1Lors de la reprise du carnaval en 1996, les festivités ont lieu principalement sur le campus 1 de l’Université, à proximité immédiate du centre-ville. Un défilé en ville qui forme une boucle est organisé : le « bonhomme carnaval » est présenté à la population, arpente le centre commerçant, avant d’être brûlé de retour sur le campus. La fête s’achève le soir dans les bars proches de l’Université. Ce carnaval se tient avec des moyens financiers limités et grâce à des partenaires associatifs locaux. Une première rupture est à noter en 2003 : les organisateurs choisissent de tenir la soirée au parc des expositions, en position périphérique, loin du centre-ville et de l’Université. Il s’agit d’éviter l’engorgement du centre-ville et de garantir la sécurité pour tous. Le défilé conserve cependant un tracé en boucle depuis le campus jusqu’en 2013, à l’exception des éditions alternatives de 2006 et 2009.
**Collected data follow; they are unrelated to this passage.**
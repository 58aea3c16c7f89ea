//! Audio cue timeline
//!
//! An append-only ordered log populated by the animation sequencer. Cue
//! times are derived from frame indices, so appending in emission order
//! keeps them non-decreasing without sorting.

/// What sound a cue triggers. The two reveal kinds map to the two distinct
/// call effects; every resolved attack contributes exactly one Hit or Miss.
#[derive(Debug, Clone, Copy, PartialEq, Eq, Hash)]
pub enum CueKind {
    RevealA,
    RevealB,
    Hit,
    Miss,
}

/// One timestamped trigger.
#[derive(Debug, Clone, Copy, PartialEq)]
pub struct Cue {
    pub kind: CueKind,
    pub time_secs: f64,
}

/// Append-only cue log. Duplicate kinds are legal and expected.
#[derive(Debug, Default)]
pub struct CueTimeline {
    cues: Vec<Cue>,
}

impl CueTimeline {
    pub fn new() -> CueTimeline {
        CueTimeline::default()
    }

    /// Append a cue. Emission order must be non-decreasing in time; this is
    /// asserted in debug builds.
    pub fn push(&mut self, kind: CueKind, time_secs: f64) {
        debug_assert!(
            self.cues.last().map_or(true, |c| time_secs >= c.time_secs),
            "cue pushed out of order"
        );
        self.cues.push(Cue { kind, time_secs });
    }

    pub fn iter(&self) -> impl Iterator<Item = &Cue> {
        self.cues.iter()
    }

    pub fn len(&self) -> usize {
        self.cues.len()
    }

    pub fn is_empty(&self) -> bool {
        self.cues.is_empty()
    }
}

#[cfg(test)]
mod tests {
    use super::*;

    #[test]
    fn preserves_append_order() {
        let mut tl = CueTimeline::new();
        tl.push(CueKind::RevealA, 0.5);
        tl.push(CueKind::RevealB, 2.0);
        tl.push(CueKind::Hit, 4.0);
        tl.push(CueKind::Hit, 4.0); // overlap is legal
        let kinds: Vec<CueKind> = tl.iter().map(|c| c.kind).collect();
        assert_eq!(
            kinds,
            vec![CueKind::RevealA, CueKind::RevealB, CueKind::Hit, CueKind::Hit]
        );
        assert_eq!(tl.len(), 4);
    }
}
impl<'a> Sequencer<'a> {
    pub fn new(cfg: &'a PipelineConfig, sides: &'a [Combatant; 2]) -> Sequencer<'a> {
        let full = CropRect {
            x: 0.0,
            y: 0.0,
            w: cfg.canvas_width as f32,
            h: cfg.canvas_height as f32,
        };
        let ground = Self::ground_y(cfg);
        let offscreen = |side: Side| SpriteState {
            x: Self::offscreen_x(cfg, side),
            y: ground,
            visible: true,
            opacity: 1.0,
            pose: Pose::Base,
        };
        let bar = |c: &Combatant| BarState {
            visible: false,
            shown_hp: c.stats.hp as f32,
            max_hp: c.stats.hp as f32,
        };
        Sequencer {
            cfg,
            sides,
            frames: Vec::new(),
            cues: CueTimeline::new(),
            scene: Scene {
                a: offscreen(Side::A),
                b: offscreen(Side::B),
                effect: None,
                camera: full,
                panel: None,
                bars: [bar(&sides[0]), bar(&sides[1])],
                popup: None,
                banner: None,
            },
        }
    }

    /// Consume the battle outcome and produce the full animation.
    pub fn run(mut self, outcome: &BattleOutcome) -> SequencedAnimation {
        for event in &outcome.events {
            match *event {
                BattleEvent::EntranceDone(side) => self.entrance(side),
                BattleEvent::RevealDone(side) => self.reveal(side),
                BattleEvent::AttackResolved {
                    attacker,
                    move_index,
                    hit,
                    damage,
                } => self.attack(attacker, move_index, hit, damage),
                BattleEvent::Fainted(side) => self.resolution_and_victory(side),
            }
        }
        debug!(
            frames = self.frames.len(),
            cues = self.cues.len(),
            "sequencing complete"
        );
        SequencedAnimation {
            frames: self.frames,
            cues: self.cues,
        }
    }

    // ---- geometry -------------------------------------------------------

    fn sprite_size(&self) -> f32 {
        self.cfg.sprite_height as f32
    }

    fn ground_y(cfg: &PipelineConfig) -> f32 {
        cfg.canvas_height as f32 - cfg.sprite_height as f32 - 60.0
    }

    fn offscreen_x(cfg: &PipelineConfig, side: Side) -> f32 {
        match side {
            Side::A => -(cfg.sprite_height as f32),
            Side::B => cfg.canvas_width as f32,
        }
    }

    fn home_x(&self, side: Side) -> f32 {
        match side {
            Side::A => self.cfg.home_inset as f32,
            Side::B => {
                self.cfg.canvas_width as f32 - self.cfg.home_inset as f32 - self.sprite_size()
            }
        }
    }

    fn sprite(&mut self, side: Side) -> &mut SpriteState {
        match side {
            Side::A => &mut self.scene.a,
            Side::B => &mut self.scene.b,
        }
    }

    fn sprite_ref(&self, side: Side) -> &SpriteState {
        match side {
            Side::A => &self.scene.a,
            Side::B => &self.scene.b,
        }
    }

    /// Camera crop for a zoom level focused on a sprite, with the crop
    /// center solved so the stat panel (top `panel_height_frac` of the
    /// cropped frame) never overlaps the sprite.
    fn solve_crop(&self, zoom: f32, focus: Side, clear_panel: bool) -> CropRect {
        let cw = self.cfg.canvas_width as f32;
        let ch = self.cfg.canvas_height as f32;
        let w = cw / zoom;
        let h = ch / zoom;

        let s = self.sprite_ref(focus);
        let cx = s.x + self.sprite_size() / 2.0;
        let cy = s.y + self.sprite_size() / 2.0;

        let x = (cx - w / 2.0).clamp(0.0, cw - w);
        let mut y = cy - h / 2.0;
        if clear_panel {
            // Minimal top clearance: the panel's bottom edge in crop space
            // must sit above the sprite's top edge.
            let max_y = s.y - self.cfg.panel_height_frac * h;
            y = y.min(max_y);
        }
        let y = y.clamp(0.0, ch - h);
        CropRect { x, y, w, h }
    }

    fn full_frame(&self) -> CropRect {
        CropRect {
            x: 0.0,
            y: 0.0,
            w: self.cfg.canvas_width as f32,
            h: self.cfg.canvas_height as f32,
        }
    }

    // ---- emission -------------------------------------------------------

    /// Snapshot the scene as the next instruction. The index is always the
    /// current frame count, which keeps the sequence gapless by
    /// construction.
    fn emit(&mut self) {
        self.frames.push(FrameInstruction {
            frame_index: self.frames.len() as u32,
            a: self.scene.a,
            b: self.scene.b,
            effect: self.scene.effect,
            camera: self.scene.camera,
            panel: self.scene.panel.clone(),
            bars: self.scene.bars,
            popup: self.scene.popup.clone(),
            banner: self.scene.banner.clone(),
        });
    }

    /// Record a cue timed at the frame about to be emitted.
    fn record_cue(&mut self, kind: CueKind) {
        let time = self.frames.len() as f64 / self.cfg.frame_rate as f64;
        self.cues.push(kind, time);
    }

    // ---- phases ---------------------------------------------------------

    fn entrance(&mut self, side: Side) {
        let frames = self.cfg.timing.entrance_frames;
        let from = Self::offscreen_x(self.cfg, side);
        let to = self.home_x(side);
        for f in 0..frames {
            let t = ease_out_cubic(phase_t(f, frames));
            self.sprite(side).x = lerp(from, to, t);
            self.emit();
        }
        self.sprite(side).x = to;
    }

    fn reveal(&mut self, side: Side) {
        let t = &self.cfg.timing;
        let (zoom_in, hold, zoom_out, max_zoom) = (
            t.zoom_in_frames,
            t.zoom_hold_frames,
            t.zoom_out_frames,
            t.max_zoom,
        );

        self.scene.panel = Some(self.stat_panel(side));
        self.record_cue(match side {
            Side::A => CueKind::RevealA,
            Side::B => CueKind::RevealB,
        });

        for f in 0..zoom_in {
            let zoom = lerp(1.0, max_zoom, ease_in_out_cubic(phase_t(f, zoom_in)));
            self.scene.camera = self.solve_crop(zoom, side, true);
            self.emit();
        }
        for _ in 0..hold {
            self.scene.camera = self.solve_crop(max_zoom, side, true);
            self.emit();
        }
        self.scene.panel = None;
        for f in 0..zoom_out {
            let zoom = lerp(max_zoom, 1.0, ease_in_out_cubic(phase_t(f, zoom_out)));
            self.scene.camera = self.solve_crop(zoom, side, false);
            self.emit();
        }
        self.scene.camera = self.full_frame();
        self.scene.bars[side.index()].visible = true;
    }

    fn stat_panel(&self, side: Side) -> StatPanel {
        let c = &self.sides[side.index()];
        let elements = c
            .elements
            .iter()
            .map(|e| e.name())
            .collect::<Vec<_>>()
            .join(" / ");
        StatPanel {
            side,
            title: c.name.clone(),
            lines: vec![
                elements,
                format!("HP {}   SPD {}", c.stats.hp, c.stats.speed),
                format!("ATK {}   DEF {}", c.stats.atk, c.stats.def),
                format!("SP.A {}   SP.D {}", c.stats.sp_atk, c.stats.sp_def),
                format!("{} / {}", c.moves[0].name, c.moves[1].name),
            ],
        }
    }

    fn attack(&mut self, attacker: Side, move_index: usize, hit: bool, damage: Option<i32>) {
        let mv = &self.sides[attacker.index()].moves[move_index];
        let (category, element) = (mv.category, mv.element);
        let t = self.cfg.timing.clone();
        let defender = attacker.opponent();
        let size = self.sprite_size();

        let home = self.home_x(attacker);
        let defender_x = self.sprite_ref(defender).x;
        let defender_center = defender_x + size / 2.0;
        let effect_y = self.sprite_ref(defender).y + size * 0.4;

        // Launch point of the effect sprite: the attacker's leading edge.
        let leading_edge = |attacker_x: f32| match attacker {
            Side::A => attacker_x + size,
            Side::B => attacker_x,
        };

        match category {
            Category::Physical => {
                // Approach: ease toward the defender, stopping short.
                let melee_gap = 40.0;
                let contact = match attacker {
                    Side::A => defender_x - size - melee_gap,
                    Side::B => defender_x + size + melee_gap,
                };
                for f in 0..t.approach_frames {
                    let e = ease_in_out_cubic(phase_t(f, t.approach_frames));
                    self.sprite(attacker).x = lerp(home, contact, e);
                    self.emit();
                }
                // High-speed effect traversal across the remaining gap.
                let from = leading_edge(contact);
                self.projectile(from, defender_center, effect_y, element, t.projectile_frames, hit);
                // Retreat.
                for f in 0..t.retreat_frames {
                    let e = ease_in_out_cubic(phase_t(f, t.retreat_frames));
                    self.sprite(attacker).x = lerp(contact, home, e);
                    self.emit();
                }
                self.sprite(attacker).x = home;
            }
            Category::Special => {
                // Both combatants stay put; the effect crosses the full
                // inter-combatant distance.
                let from = leading_edge(home);
                self.projectile(
                    from,
                    defender_center,
                    effect_y,
                    element,
                    t.special_projectile_frames,
                    hit,
                );
            }
        }

        if hit {
            let dmg = damage.unwrap_or(0);
            self.hit_aftermath(defender, dmg);
        } else {
            // Short neutral hold; no HP or bar change.
            for _ in 0..t.miss_hold_frames {
                self.emit();
            }
        }
    }

    /// Animate the effect sprite from `from_x` to `to_x` and record the
    /// hit-or-miss cue at the arrival tick.
    fn projectile(
        &mut self,
        from_x: f32,
        to_x: f32,
        y: f32,
        element: crate::combat::Element,
        frames: u32,
        hit: bool,
    ) {
        let frames = frames.max(1);
        for f in 0..frames {
            let e = ease_in_out_cubic(phase_t(f, frames));
            let x = lerp(from_x, to_x, e);
            self.scene.effect = Some(EffectState { x, y, element });
            if f == frames - 1 {
                self.record_cue(if hit { CueKind::Hit } else { CueKind::Miss });
            }
            self.emit();
        }
        self.scene.effect = None;
    }

    fn hit_aftermath(&mut self, defender: Side, dmg: i32) {
        let t = self.cfg.timing.clone();
        let size = self.sprite_size();

        // Blink: toggle visibility at a fixed sub-interval.
        let interval = t.blink_interval.max(1);
        for f in 0..t.blink_frames {
            self.sprite(defender).visible = (f / interval) % 2 == 0;
            self.emit();
        }
        self.sprite(defender).visible = true;

        // Bar interpolation with a rising, fading damage label.
        let old = self.scene.bars[defender.index()].shown_hp;
        let new = (old - dmg as f32).max(0.0);
        let head_x = self.sprite_ref(defender).x + size / 2.0;
        let head_y = self.sprite_ref(defender).y;
        for f in 0..t.bar_frames {
            let p = phase_t(f, t.bar_frames);
            self.scene.bars[defender.index()].shown_hp = lerp(old, new, p);
            self.scene.popup = Some(DamagePopup {
                text: format!("-{dmg}"),
                x: head_x,
                y: head_y - 60.0 * p,
                alpha: 1.0 - p,
            });
            self.emit();
        }
        self.scene.bars[defender.index()].shown_hp = new;
        self.scene.popup = None;
    }

    fn resolution_and_victory(&mut self, loser: Side) {
        let t = self.cfg.timing.clone();
        let winner = loser.opponent();

        // Loser fades out linearly and is never drawn again.
        for f in 0..t.faint_fade_frames {
            self.sprite(loser).opacity = 1.0 - phase_t(f, t.faint_fade_frames);
            self.emit();
        }
        {
            let s = self.sprite(loser);
            s.visible = false;
            s.opacity = 0.0;
        }

        // Camera zooms onto the winner's alternate pose.
        self.sprite(winner).pose = Pose::Alt;
        for f in 0..t.victory_zoom_frames {
            let zoom = lerp(
                1.0,
                t.max_zoom,
                ease_in_out_cubic(phase_t(f, t.victory_zoom_frames)),
            );
            self.scene.camera = self.solve_crop(zoom, winner, false);
            self.emit();
        }
        for _ in 0..t.victory_hold_frames {
            self.emit();
        }

        // Banner pinned near the top with the outcome text.
        self.scene.banner = Some(format!(
            "{} WINS!",
            self.sides[winner.index()].name.to_uppercase()
        ));
        for _ in 0..t.banner_frames {
            self.emit();
        }
    }
}
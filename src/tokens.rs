use once_cell::sync::Lazy;
use regex::bytes::Regex;
use std::borrow::Cow;

use crate::errors::ImportError;
use crate::types::{Index, Position};

/// Any run of bytes that are not a space, tab, CR, LF, NUL or non-ASCII.
/// Non-ASCII bytes split tokens just like whitespace does.
static TOKEN: Lazy<Regex> =
    Lazy::new(|| Regex::new(r"(?-u)[^ \t\r\n\x00\x80-\xFF]+").expect("token pattern is valid"));

/// Split raw file contents into whitespace delimited tokens.
/// There is no comment or quoting syntax.
pub fn tokenize(contents: &[u8]) -> Vec<Cow<'_, str>> {
    TOKEN
        .find_iter(contents)
        .map(|m| String::from_utf8_lossy(m.as_bytes()))
        .collect()
}

/////////////////////////////////////////////////////////////////////////////////////////////////

/// Positional, bounds checked access to the token stream.
/// Running off the end is an [ImportError], never a panic.
pub(crate) struct Tokens<'a> {
    tokens: &'a [Cow<'a, str>],
}

impl<'a> Tokens<'a> {
    pub(crate) fn new(tokens: &'a [Cow<'a, str>]) -> Self {
        Tokens { tokens }
    }

    pub(crate) fn len(&self) -> usize {
        self.tokens.len()
    }

    pub(crate) fn get(&self, index: Index, expected: &'static str) -> Result<&'a str, ImportError> {
        self.tokens
            .get(index)
            .map(|token| token.as_ref())
            .ok_or(ImportError::UnexpectedEof { index, expected })
    }

    /// Fail unless the token at `index` is exactly `keyword`.
    pub(crate) fn expect(&self, index: Index, keyword: &'static str) -> Result<(), ImportError> {
        let found = self.get(index, keyword)?;
        if found == keyword {
            Ok(())
        } else {
            Err(ImportError::UnexpectedToken {
                index,
                expected: keyword,
                found: found.to_string(),
            })
        }
    }

    pub(crate) fn number(&self, index: Index) -> Result<f64, ImportError> {
        let token = self.get(index, "a number")?;
        match token.parse::<f64>() {
            Ok(value) if value.is_finite() => Ok(value),
            _ => Err(ImportError::InvalidNumber {
                index,
                token: token.to_string(),
            }),
        }
    }

    /// Three consecutive numbers starting at `index`.
    pub(crate) fn vector(&self, index: Index) -> Result<Position, ImportError> {
        Ok(Position::new(
            self.number(index)?,
            self.number(index + 1)?,
            self.number(index + 2)?,
        ))
    }
}
use std::path::Path;
use tracing::{debug, instrument, warn};

use crate::animation::SkeletalMotion;
use crate::errors::ImportError;
use crate::hierarchy::parse_hierarchy;
use crate::motion::parse_motion;
use crate::tokens::{tokenize, Tokens};

/// Deepest joint nesting accepted by default.
pub const DEFAULT_MAX_DEPTH: usize = 256;

/// Where an `End Site` takes its offset from.
#[derive(Debug, Clone, Copy, PartialEq, Eq, Default)]
pub enum EndSiteOffset {
    /// The `OFFSET` written inside the `End Site` block.
    #[default]
    Declared,
    /// The enclosing joint's own `OFFSET`, as older importers did.
    /// Only useful to reproduce poses computed by such importers.
    Parent,
}

/// Knobs for [load_bvh_from_file_with_options] and friends.
#[derive(Debug, Clone, PartialEq)]
pub struct ImportOptions {
    pub end_site_offset: EndSiteOffset,
    /// Divide each skeleton's offsets and root trajectory by the longest offset in that skeleton.
    pub normalize_offsets: bool,
    /// Files nesting joints deeper than this are rejected.
    pub max_depth: usize,
}

impl Default for ImportOptions {
    fn default() -> Self {
        ImportOptions {
            end_site_offset: EndSiteOffset::Declared,
            normalize_offsets: false,
            max_depth: DEFAULT_MAX_DEPTH,
        }
    }
}

impl ImportOptions {
    pub fn with_end_site_offset(mut self, end_site_offset: EndSiteOffset) -> Self {
        self.end_site_offset = end_site_offset;
        self
    }

    pub fn with_normalized_offsets(mut self, normalize_offsets: bool) -> Self {
        self.normalize_offsets = normalize_offsets;
        self
    }

    pub fn with_max_depth(mut self, max_depth: usize) -> Self {
        self.max_depth = max_depth;
        self
    }
}

///////////////////////////////////////////////////////////////////////////////////////////////////

fn __import(name: String, contents: &[u8], options: &ImportOptions) -> Result<SkeletalMotion, ImportError> {
    let raw = tokenize(contents);
    if raw.is_empty() {
        return Err(ImportError::Empty);
    }
    let tokens = Tokens::new(&raw);

    let mut hierarchy = parse_hierarchy(&tokens, options)?;

    // normalize before reading frames so stored transforms carry the normalized offsets
    let mut root_scales = vec![1.0; hierarchy.roots.len()];
    if options.normalize_offsets {
        for (root, scale) in hierarchy.roots.iter_mut().zip(root_scales.iter_mut()) {
            let longest = root.max_offset_length();
            if longest > 0.0 {
                root.normalize_offsets(longest);
                *scale = longest;
            } else {
                warn!(root = root.name(), "all offsets are zero, skipping normalization");
            }
        }
    }

    let motion = parse_motion(
        &tokens,
        hierarchy.motion_token,
        &hierarchy.roots,
        &root_scales,
        &hierarchy.channel_orderings,
        hierarchy.joint_count,
    )?;

    let motion = SkeletalMotion::new(
        name,
        motion.root_trajectories,
        motion.joint_transforms,
        hierarchy.channel_orderings,
        hierarchy.roots,
        motion.frame_time,
        motion.frame_count,
    );
    debug!("Loaded the following skeleton:\n{}", motion.hierarchy_dump());
    Ok(motion)
}

fn __log_failure(result: Result<SkeletalMotion, ImportError>) -> Result<SkeletalMotion, ImportError> {
    if let Err(error) = &result {
        warn!(%error, "invalid bvh file");
    }
    result
}

//////////////////////////////////////////////////////////////// PUBLIC ///////////////////////////////////////////////////////////////////////////////////////////////

/// load a bvh file from a file path
pub fn load_bvh_from_file(file_path: impl AsRef<Path>) -> Result<SkeletalMotion, ImportError> {
    load_bvh_from_file_with_options(file_path, &ImportOptions::default())
}

#[instrument(skip_all, fields(path = %file_path.as_ref().display()))]
pub fn load_bvh_from_file_with_options(
    file_path: impl AsRef<Path>,
    options: &ImportOptions,
) -> Result<SkeletalMotion, ImportError> {
    let path = file_path.as_ref();
    let contents = std::fs::read(path).map_err(|source| ImportError::Io {
        path: path.to_path_buf(),
        source,
    });
    let result = contents.and_then(|contents| __import(path.display().to_string(), &contents, options));
    __log_failure(result)
}

/// load a bvh file from a string. The resulting motion has an empty name.
pub fn load_bvh_from_string(bvh_string: &str) -> Result<SkeletalMotion, ImportError> {
    load_bvh_from_bytes("", bvh_string.as_bytes(), &ImportOptions::default())
}

/// load bvh file contents that were already read into memory
#[instrument(skip(bvh_bytes, options))]
pub fn load_bvh_from_bytes(
    name: &str,
    bvh_bytes: &[u8],
    options: &ImportOptions,
) -> Result<SkeletalMotion, ImportError> {
    __log_failure(__import(name.to_string(), bvh_bytes, options))
}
L’éloignement du campus et des rites symboliques
2En 2013, face à la hausse du nombre de participants, l’association Radio-Phénix, organisateur depuis 2008, passe le flambeau à la Fédération Campus Basse-Normandie (FCBN), regroupant corporations et associations étudiantes. En 2014, 23 000 carnavaliers empruntent un tracé inédit : le départ est donné depuis le campus mais le défilé s’achève au parc des expositions, sans retour symbolique au campus. L’hypercentre récréatif, le lieu festif habituel des étudiants, notamment les jeudis soir, est progressivement contourné. Certaines animations disparaissent (village carnaval, concours de déguisements, « bonhomme carnaval », etc.), tandis que des concerts voient le jour au parc des expositions. Par ailleurs, l’alcoolisation, la consommation de drogues et le nombre de blessés progressent. Les pompiers mettent en place des structures amovibles en ville pour effectuer les premiers soins. La presse annonce le décompte des personnes hospitalisées. Le visage du carnaval est modifié : la prévention comme enjeu de santé publique et la sécurité sont au centre des préoccupations. Même si le pourcentage de carnavaliers pris en charge par les services de secours pour blessures et alcoolisation est limité (1,6 % en 2018) cela représente, en chiffre absolu, plus de 300 personnes pour cette année-là.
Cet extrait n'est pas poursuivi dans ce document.